People who know these battery technologies well, know about this problem. There is no way that the engineers at GM did not know about this from day one.

Kevin Schurig
December 9, 2011 8:28 am

You mean people trying to push the “green” agenda would lie about a key component of their agenda? Say it ain’t so. I mean, they all are on the up and up, clean as a whistle, as honest as Abe, etc., so they would never doctor reports, data, computer models, or repress unfavorable reports that would harm the “green” movement.

Claude Harvey
December 9, 2011 8:58 am

Re:mkelly says:
December 9, 2011 at 7:28 am
“If the cars are given back does GM have to then pay the $7500 back to the govenrment or does the purchaser?

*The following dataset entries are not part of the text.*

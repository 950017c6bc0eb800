//! Error types for bearer authentication.
//!
//! Two families live here and must never be confused:
//!
//! - [`FailureKind`] / [`Rejection`]: per-request outcomes. Every parsing or
//!   cryptographic failure is mapped to one of these locally, so the hosting
//!   pipeline always gets a 401, never a fault.
//! - [`ConfigError`]: startup-time problems with key material or settings.
//!   These are fatal for the process that loads the configuration.
//!
//! Client-facing descriptions are fixed per kind. The underlying cause
//! (decoder error text, ring error, store error) only reaches the
//! server-side logs.

use std::fmt;
use thiserror::Error;

/// Why a request was rejected.
#[derive(Debug, Clone, Copy, PartialEq, Eq, Hash)]
pub enum FailureKind {
    /// No `Authorization` header (or an empty one).
    MissingCredentials,
    /// A header was present but did not use the `Bearer` scheme.
    MalformedHeader,
    /// The token is not a well-formed compact JWT.
    MalformedToken,
    /// The header's `alg` is missing or not one of the six supported values.
    UnsupportedAlgorithm,
    /// Signature mismatch, key-kind mismatch, or unusable key.
    InvalidSignature,
    /// `exp` is missing or lies beyond the clock skew tolerance.
    TokenExpired,
    /// `nbf` lies in the future beyond the clock skew tolerance.
    TokenNotYetValid,
    /// `iss` does not equal the configured issuer.
    IssuerMismatch,
    /// `aud` does not contain the configured audience.
    AudienceMismatch,
    /// `sub` is missing or empty.
    MissingSubject,
    /// The identity store does not know the subject.
    UnknownSubject,
    /// The identity store could not be reached.
    IdentityStoreUnavailable,
}

impl FailureKind {
    /// Every kind, in declaration order.
    pub const ALL: [FailureKind; 12] = [
        FailureKind::MissingCredentials,
        FailureKind::MalformedHeader,
        FailureKind::MalformedToken,
        FailureKind::UnsupportedAlgorithm,
        FailureKind::InvalidSignature,
        FailureKind::TokenExpired,
        FailureKind::TokenNotYetValid,
        FailureKind::IssuerMismatch,
        FailureKind::AudienceMismatch,
        FailureKind::MissingSubject,
        FailureKind::UnknownSubject,
        FailureKind::IdentityStoreUnavailable,
    ];

    /// Stable label used for log fields and metric labels.
    #[must_use]
    pub fn as_str(self) -> &'static str {
        match self {
            FailureKind::MissingCredentials => "missing_credentials",
            FailureKind::MalformedHeader => "malformed_header",
            FailureKind::MalformedToken => "malformed_token",
            FailureKind::UnsupportedAlgorithm => "unsupported_algorithm",
            FailureKind::InvalidSignature => "invalid_signature",
            FailureKind::TokenExpired => "token_expired",
            FailureKind::TokenNotYetValid => "token_not_yet_valid",
            FailureKind::IssuerMismatch => "issuer_mismatch",
            FailureKind::AudienceMismatch => "audience_mismatch",
            FailureKind::MissingSubject => "missing_subject",
            FailureKind::UnknownSubject => "unknown_subject",
            FailureKind::IdentityStoreUnavailable => "identity_store_unavailable",
        }
    }

    /// Generic, client-safe description of the failure.
    #[must_use]
    pub fn description(self) -> &'static str {
        match self {
            FailureKind::MissingCredentials => "No bearer token was presented",
            FailureKind::MalformedHeader => "The Authorization header does not use the Bearer scheme",
            FailureKind::MalformedToken => "The access token is malformed",
            FailureKind::UnsupportedAlgorithm => "The access token uses an unsupported algorithm",
            FailureKind::InvalidSignature => "The access token signature is invalid",
            FailureKind::TokenExpired => "The access token has expired",
            FailureKind::TokenNotYetValid => "The access token is not yet valid",
            FailureKind::IssuerMismatch => "The access token was issued by an untrusted issuer",
            FailureKind::AudienceMismatch => "The access token was not issued for this audience",
            FailureKind::MissingSubject => "The access token does not name a subject",
            FailureKind::UnknownSubject => "The token subject is not known to this realm",
            FailureKind::IdentityStoreUnavailable => "The identity store is unavailable",
        }
    }
}

impl fmt::Display for FailureKind {
    fn fmt(&self, f: &mut fmt::Formatter<'_>) -> fmt::Result {
        f.write_str(self.as_str())
    }
}

/// A rejected authentication attempt.
#[derive(Debug, Clone, PartialEq, Eq, Error)]
#[error("{kind}: {description}")]
pub struct Rejection {
    /// The failure category.
    pub kind: FailureKind,
    /// Client-facing description (safe to put in a challenge header).
    pub description: String,
}

impl Rejection {
    /// Build a rejection with the kind's standard description.
    #[must_use]
    pub fn new(kind: FailureKind) -> Self {
        Self {
            kind,
            description: kind.description().to_string(),
        }
    }
}

impl From<FailureKind> for Rejection {
    fn from(kind: FailureKind) -> Self {
        Rejection::new(kind)
    }
}

/// Configuration errors surfaced at startup.
#[derive(Debug, Error)]
pub enum ConfigError {
    #[error("Exactly one of the secret key or the public key must be configured; neither is set")]
    MissingKey,

    #[error("Exactly one of the secret key or the public key must be configured; both are set")]
    ConflictingKeys,

    #[error("Invalid secret key: {0}")]
    InvalidSecretKey(String),

    #[error("Invalid public key: {0}")]
    InvalidPublicKey(String),

    #[error("Unsupported public key algorithm: {0}")]
    UnsupportedPublicKeyAlgorithm(String),

    #[error("Invalid clock skew configuration: {0}")]
    InvalidClockSkew(String),

    #[error("Invalid token cache size: {0}")]
    InvalidCacheSize(String),

    #[error("Invalid token cache TTL cap: {0}")]
    InvalidCacheTtl(String),

    #[error("Invalid boolean for {name}: {value}")]
    InvalidBoolean { name: String, value: String },

    #[error("Realm authentication is enabled but no identity store was provided")]
    MissingIdentityStore,
}

/// Failure reported by an external identity store.
#[derive(Debug, Clone, Error)]
pub enum IdentityStoreError {
    /// The store could not be reached or timed out.
    #[error("Identity store unavailable: {0}")]
    Unavailable(String),

    /// The store answered with something it should not have.
    #[error("Identity store error: {0}")]
    Internal(String),
}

Someone got the money(credit/deduction).”
I’m guessing that the Volt purchase tax credit is like the “solar plant 30% investment tax credit”. The instant that plant goes into continuous operation that solar tax credit is the investor’s to keep, even if the plant subsequently collapse in ruins, forfeits on its loans or is sold to others. There is no provision in the tax code for recapture of the credit.
Even if GM deducts that $7,500 credit from the price it agrees to pay the customer to “buy back” the car (notice the term is “buy back”; not “cancel purchase”), I’m guessing the U.S. Treasury will be $7,500 poorer for each Chevy Volt originally sold because the benefit will have simply been transferred to GM.

daveburton
December 9, 2011 9:45 am

Sal Minella wrote, “At $.20/KWH, the cost to charge up is $4.44 or the equivalent of about 1.25 gallons of gas giving a fuel efficiency of about 30 mi/gal.”
But where I live (NC) electricity costs half that. (Unfortunately, “green” mandates from Gov. Bev “we should postpone elections for two years” Perdue and her ilk are pushing the rates higher.)